National Press Treats Donald Trump's 'Sociopathic Tendencies' As 'Taboo,' Award-Winning Journalist Claims

As the United States death toll from the coronavirus pandemic reached 3,900 on Tuesday, according to data compiled by Johns Hopkins University, the major national press has failed to ask one basic question of Donald Trump, according to an award-winning journalist who is also a prominent media critic: "Why's Trump doing this?"

According to that journalist, Eric Boehlert writing for his newsletter Press Run, Trump's repeated refusals to address the pandemic crisis reveal that he is "a deeply damaged narcissist who can't stop lying," adding that "the press treats his sociopath tendencies as taboo."

Boehlert writes that Trump's failures began early in the course of the coronavirus outbreak when he simply ignored the recommendations of a 450-page manual created by the Centers for Disease Control that was designed to set procedures and practices for containing deadly pandemics.

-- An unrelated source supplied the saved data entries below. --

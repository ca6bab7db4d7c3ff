// Copyright 2025 Felipe Torres González
//
//    Licensed under the Apache License, Version 2.0 (the "License");
//    you may not use this file except in compliance with the License.
//    You may obtain a copy of the License at
//
//        http://www.apache.org/licenses/LICENSE-2.0
//
//    Unless required by applicable law or agreed to in writing, software
//    distributed under the License is distributed on an "AS IS" BASIS,
//    WITHOUT WARRANTIES OR CONDITIONS OF ANY KIND, either express or implied.
//    See the License for the specific language governing permissions and
//    limitations under the License.

//! Update router.
//!
//! # Description
//!
//! [CampusBot] owns the flows and dispatches every [Inbound] update to them:
//!
//! - Button presses are decoded into a [Payload] and matched on its variant. Undecodable payloads get the
//!   "unknown command" reply and change nothing.
//! - Free text is offered to the flows in a fixed order: teacher search, dean office lookup, places keywords
//!   and campus names. The first flow that consumes it wins. When no flow does, the main menu is shown.

use crate::{
    directory::DirectoryStore,
    errors::DbError,
    flows::{
        DeanSchedule, TeacherSearch, Turn, campus, faq,
        menu::{self, UNKNOWN_COMMAND_TEXT},
        places,
    },
    gateway::{Inbound, MessagingGateway, Peer, Reply},
    payload::{Payload, SearchMode, Service},
    session::{DeanStep, InMemSessionStore, SessionStore},
};
use std::sync::Arc;
use tracing::{debug, info, warn};

pub struct CampusBot<D, G> {
    directory: D,
    gateway: G,
    teacher_search: TeacherSearch,
    dean: DeanSchedule,
}

impl<D: DirectoryStore, G: MessagingGateway> CampusBot<D, G> {
    /// Bot with in-memory conversation state.
    pub fn new(directory: D, gateway: G) -> Self {
        CampusBot::with_sessions(
            directory,
            gateway,
            Arc::new(InMemSessionStore::new()),
            Arc::new(InMemSessionStore::new()),
        )
    }

    pub fn with_sessions(
        directory: D,
        gateway: G,
        teacher_sessions: Arc<dyn SessionStore<SearchMode>>,
        dean_sessions: Arc<dyn SessionStore<DeanStep>>,
    ) -> Self {
        CampusBot {
            directory,
            gateway,
            teacher_search: TeacherSearch::new(teacher_sessions),
            dean: DeanSchedule::new(dean_sessions),
        }
    }

    pub fn directory(&self) -> &D {
        &self.directory
    }

    pub fn gateway(&self) -> &G {
        &self.gateway
    }

    pub fn teacher_search(&self) -> &TeacherSearch {
        &self.teacher_search
    }

    pub fn dean(&self) -> &DeanSchedule {
        &self.dean
    }

    fn turn(&self, peer: Peer) -> Turn<'_, D, G> {
        Turn::new(&self.directory, &self.gateway, peer)
    }

    pub async fn handle(&self, update: Inbound) -> Result<(), DbError> {
        match update {
            Inbound::Message { peer, text } => self.dispatch_message(peer, &text).await,
            Inbound::Callback { peer, payload } => self.dispatch_callback(peer, &payload).await,
        }
    }

    /// Send the main menu and drop any dialog in progress.
    pub async fn main_menu(&self, peer: Peer) {
        self.reset(&peer);
        menu::show_main_menu(&self.turn(peer)).await
    }

    pub async fn help(&self, peer: Peer) {
        self.turn(peer)
            .reply(Reply::text(menu::help_text()))
            .await
    }

    fn reset(&self, peer: &Peer) {
        self.teacher_search.reset(peer);
        self.dean.reset(peer);
    }

    pub async fn dispatch_callback(&self, peer: Peer, raw: &str) -> Result<(), DbError> {
        let payload = match raw.parse::<Payload>() {
            Ok(payload) => payload,
            Err(e) => {
                warn!("{e}");
                self.turn(peer)
                    .reply(Reply::text(UNKNOWN_COMMAND_TEXT))
                    .await;
                return Ok(());
            }
        };
        debug!("{peer} pressed {payload}");

        let turn = self.turn(peer);

        match payload {
            Payload::BackToMenu => {
                self.main_menu(peer).await;
                Ok(())
            }
            Payload::Service(Service::FindTeacher) => {
                self.teacher_search.show_modes(&turn).await;
                Ok(())
            }
            Payload::TeacherSearch(mode) => {
                self.dean.reset(&peer);
                self.teacher_search.ask_for_query(&turn, mode).await;
                Ok(())
            }
            Payload::Service(Service::DeanSchedule)
            | Payload::DeanFindByFaculty
            | Payload::DeanBackToFacultyMenu => {
                self.teacher_search.reset(&peer);
                self.dean.ask_for_faculty(&turn).await;
                Ok(())
            }
            Payload::Service(Service::CampusInfo) => campus::show_selection(&turn).await,
            Payload::Campus(id) => campus::show_campus(&turn, id).await,
            Payload::CampusShowMap(id) => campus::show_map(&turn, id).await,
            Payload::Service(Service::FoodAndCopy) => places::show_campus_selection(&turn).await,
            Payload::PlacesCampus(id) | Payload::PlacesBackToCampus(id) => {
                places::show_kinds(&turn, id).await
            }
            Payload::PlacesOfKind { kind, campus_id } => {
                places::show_places(&turn, kind, campus_id).await
            }
            Payload::Service(Service::Faq) => faq::show_questions(&turn).await,
            Payload::FaqEntry(id) => faq::show_answer(&turn, id).await,
        }
    }

    pub async fn dispatch_message(&self, peer: Peer, text: &str) -> Result<(), DbError> {
        let turn = self.turn(peer);

        let handled = self.teacher_search.on_message(&turn, text).await?
            || self.dean.on_message(&turn, text).await?
            || places::on_message(&turn, text).await?
            || campus::on_message(&turn, text).await?;

        if !handled {
            info!("No flow took the message of {peer}, showing the main menu");
            menu::show_main_menu(&turn).await;
        }

        Ok(())
    }
}
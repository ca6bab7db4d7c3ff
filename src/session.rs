// Copyright 2025 Felipe Torres González
//
//    Licensed under the Apache License, Version 2.0 (the "License");
//    you may not use this file except in compliance with the License.
//    You may obtain a copy of the License at
//
//        http://www.apache.org/licenses/LICENSE-2.0
//
//    Unless required by applicable law or agreed to in writing, software
//    distributed under the License is distributed on an "AS IS" BASIS,
//    WITHOUT WARRANTIES OR CONDITIONS OF ANY KIND, either express or implied.
//    See the License for the specific language governing permissions and
//    limitations under the License.

//! Conversation state.
//!
//! # Description
//!
//! Every multi-turn flow keeps the step of each peer in its own [SessionStore]. A missing entry means the peer is
//! idle for that flow; nothing is persisted, so a restart sends every peer back to idle.

use crate::gateway::Peer;
use parking_lot::RwLock;
use std::collections::HashMap;

/// Step of the dean office lookup.
#[derive(Debug, Clone, Copy, PartialEq, Eq)]
pub enum DeanStep {
    AwaitingFacultyName,
}

/// Per-peer state of a single flow.
///
/// # Description
///
/// Implementations must be safe to share between the tasks that serve concurrent updates. Calls never block
/// beyond acquiring an internal lock.
pub trait SessionStore<S>: Send + Sync {
    fn get(&self, peer: &Peer) -> Option<S>;

    fn set(&self, peer: Peer, state: S);

    /// Remove the entry of the peer. Returns the state that was removed, if any.
    fn clear(&self, peer: &Peer) -> Option<S>;

    fn contains(&self, peer: &Peer) -> bool {
        self.get(peer).is_some()
    }
}

/// [SessionStore] backed by a map guarded by a single reader/writer lock.
#[derive(Debug)]
pub struct InMemSessionStore<S> {
    sessions: RwLock<HashMap<Peer, S>>,
}

impl<S> InMemSessionStore<S> {
    pub fn new() -> Self {
        InMemSessionStore {
            sessions: RwLock::new(HashMap::new()),
        }
    }

    pub fn len(&self) -> usize {
        self.sessions.read().len()
    }

    pub fn is_empty(&self) -> bool {
        self.sessions.read().is_empty()
    }
}

impl<S> Default for InMemSessionStore<S> {
    fn default() -> Self {
        Self::new()
    }
}

impl<S: Clone + Send + Sync> SessionStore<S> for InMemSessionStore<S> {
    fn get(&self, peer: &Peer) -> Option<S> {
        self.sessions.read().get(peer).cloned()
    }

    fn set(&self, peer: Peer, state: S) {
        self.sessions.write().insert(peer, state);
    }

    fn clear(&self, peer: &Peer) -> Option<S> {
        self.sessions.write().remove(peer)
    }

    fn contains(&self, peer: &Peer) -> bool {
        self.sessions.read().contains_key(peer)
    }
}
// Copyright 2025 Felipe Torres González
//
//    Licensed under the Apache License, Version 2.0 (the "License");
//    you may not use this file except in compliance with the License.
//    You may obtain a copy of the License at
//
//        http://www.apache.org/licenses/LICENSE-2.0
//
//    Unless required by applicable law or agreed to in writing, software
//    distributed under the License is distributed on an "AS IS" BASIS,
//    WITHOUT WARRANTIES OR CONDITIONS OF ANY KIND, either express or implied.
//    See the License for the specific language governing permissions and
//    limitations under the License.

//! In-memory directory.

use super::{
    Campus, DeanOffice, DirectoryStore, Faculty, FaqEntry, Place, PlaceKind, TeacherCard,
    contains_ignore_case, seed::SampleData,
};
use crate::{errors::DbError, payload::SearchMode};
use std::sync::Arc;

/// [DirectoryStore] that answers from a [SampleData] set kept in memory.
///
/// # Description
///
/// Queries follow the semantics of [super::PgDirectory]: same filters, same limits, faculties sorted by name.
/// Rows are returned in insertion order where the DB gives no ordering guarantee.
#[derive(Debug, Clone)]
pub struct MemoryDirectory {
    data: Arc<SampleData>,
}

impl MemoryDirectory {
    pub fn new(data: SampleData) -> Self {
        MemoryDirectory {
            data: Arc::new(data),
        }
    }

    fn teacher_card(&self, teacher: &super::Teacher) -> TeacherCard {
        let department = self
            .data
            .departments
            .iter()
            .find(|d| d.id == teacher.department_id);
        let faculty = department.and_then(|d| self.data.faculties.iter().find(|f| f.id == d.faculty_id));
        let institute =
            faculty.and_then(|f| self.data.institutes.iter().find(|i| i.id == f.institute_id));

        TeacherCard {
            full_name: teacher.full_name.clone(),
            email: teacher.email.clone(),
            schedule: teacher.schedule.clone(),
            department: department.map(|d| d.name.clone()),
            faculty: faculty.map(|f| f.name.clone()),
            institute: institute.map(|i| i.name.clone()),
        }
    }
}

impl Default for MemoryDirectory {
    fn default() -> Self {
        MemoryDirectory::new(SampleData::new())
    }
}

fn limit(limit: i64) -> usize {
    usize::try_from(limit).unwrap_or_default()
}

impl DirectoryStore for MemoryDirectory {
    async fn campuses(&self) -> Result<Vec<Campus>, DbError> {
        Ok(self.data.campuses.clone())
    }

    async fn campus(&self, id: i64) -> Result<Option<Campus>, DbError> {
        Ok(self.data.campuses.iter().find(|c| c.id == id).cloned())
    }

    async fn find_campus(&self, name: &str) -> Result<Option<Campus>, DbError> {
        let name = name.to_lowercase();

        Ok(self
            .data
            .campuses
            .iter()
            .find(|c| c.short_name.to_lowercase() == name || contains_ignore_case(&c.full_name, &name))
            .cloned())
    }

    async fn place_kinds(&self, campus_id: i64) -> Result<Vec<PlaceKind>, DbError> {
        let mut kinds: Vec<PlaceKind> = self
            .data
            .places
            .iter()
            .filter(|p| p.campus_id == campus_id)
            .map(|p| p.kind)
            .collect();
        kinds.sort();
        kinds.dedup();

        Ok(kinds)
    }

    async fn places(&self, campus_id: i64, kind: PlaceKind) -> Result<Vec<Place>, DbError> {
        Ok(self
            .data
            .places
            .iter()
            .filter(|p| p.campus_id == campus_id && p.kind == kind)
            .cloned()
            .collect())
    }

    async fn search_teachers(
        &self,
        mode: SearchMode,
        query: &str,
        max: i64,
    ) -> Result<Vec<TeacherCard>, DbError> {
        Ok(self
            .data
            .teachers
            .iter()
            .map(|t| self.teacher_card(t))
            .filter(|card| match mode {
                SearchMode::FullName => contains_ignore_case(&card.full_name, query),
                SearchMode::Department => card
                    .department
                    .as_deref()
                    .is_some_and(|d| contains_ignore_case(d, query)),
                SearchMode::Faculty => card
                    .faculty
                    .as_deref()
                    .is_some_and(|f| contains_ignore_case(f, query)),
            })
            .take(limit(max))
            .collect())
    }

    async fn search_faculties(&self, query: &str, max: i64) -> Result<Vec<Faculty>, DbError> {
        let mut faculties: Vec<Faculty> = self
            .data
            .faculties
            .iter()
            .filter(|f| contains_ignore_case(&f.name, query))
            .cloned()
            .collect();
        faculties.sort_by(|a, b| a.name.cmp(&b.name));
        faculties.truncate(limit(max));

        Ok(faculties)
    }

    async fn dean_office(&self, faculty_id: i64) -> Result<Option<DeanOffice>, DbError> {
        Ok(self
            .data
            .dean_offices
            .iter()
            .find(|d| d.faculty_id == faculty_id)
            .cloned())
    }

    async fn faq_entries(&self, max: i64) -> Result<Vec<FaqEntry>, DbError> {
        Ok(self.data.faq.iter().take(limit(max)).cloned().collect())
    }

    async fn faq_entry(&self, id: i64) -> Result<Option<FaqEntry>, DbError> {
        Ok(self.data.faq.iter().find(|e| e.id == id).cloned())
    }

    async fn ping(&self) -> Result<(), DbError> {
        Ok(())
    }
}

In fact, Boehlert wrote, the Trump administration not only ignored the CDC pandemic plans, "they've actively done the opposite."

As The Inquisitr has reported, Trump was given repeated intelligence briefings in January and February warning of the coming coronavirus pandemic then killing thousands in China's Hubei Province. Despite urgings to respond by some of his advisers, however, Trump "failed to take action that might have slowed the spread," according to the Washington Post investigation that revealed the coronavirus intelligence briefings.

Worker prepares the press briefing room.
Getty Images | Drew Angerer
A worker prepares the White House press room for a coronavirus briefing.

But according to Boehlert's account, ignoring the intelligence warnings was only the first in a lengthy series of wrong moves by Trump. He "called the crisis a hoax, downplayed the threat, lied about virus testing," and other grave missteps that allowed the virus to spread throughout the U.S. mostly unchecked, Boehlert wrote.

In the former Rolling Stone contributing editor's view, Trump's failures to properly respond to the coronavirus crisis have been so sweeping that it is "not credible" to suggest that incompetence or distraction can fully account for the pattern. The "looming question," Boehlert writes, is "why is he refusing to protect the population from a deadly invasion?"

Boehlert's assessment of Trump's performance has been echoed by other experts, including public health doctor Irwin Redlener. In an interview earlier in March, Redlener — author of the 2006 book Americans at Risk: Why We Are Not Prepared for Megadisasters and What We Can Do Now — slammed Trump's response to the pandemic as the U.S. government's "greatest failure" in the 75-year-old physician's lifetime.

In a report published on Saturday, The Guardian newspaper also detailed what it reported as Trump's numerous failures to respond to the pandemic. Reporters Ed Pilkington and Tom McCarthy described the administration's coronavirus response as "mired in chaos and confusion" and "distracted by the individual whims of its leader," resulting in the current crisis.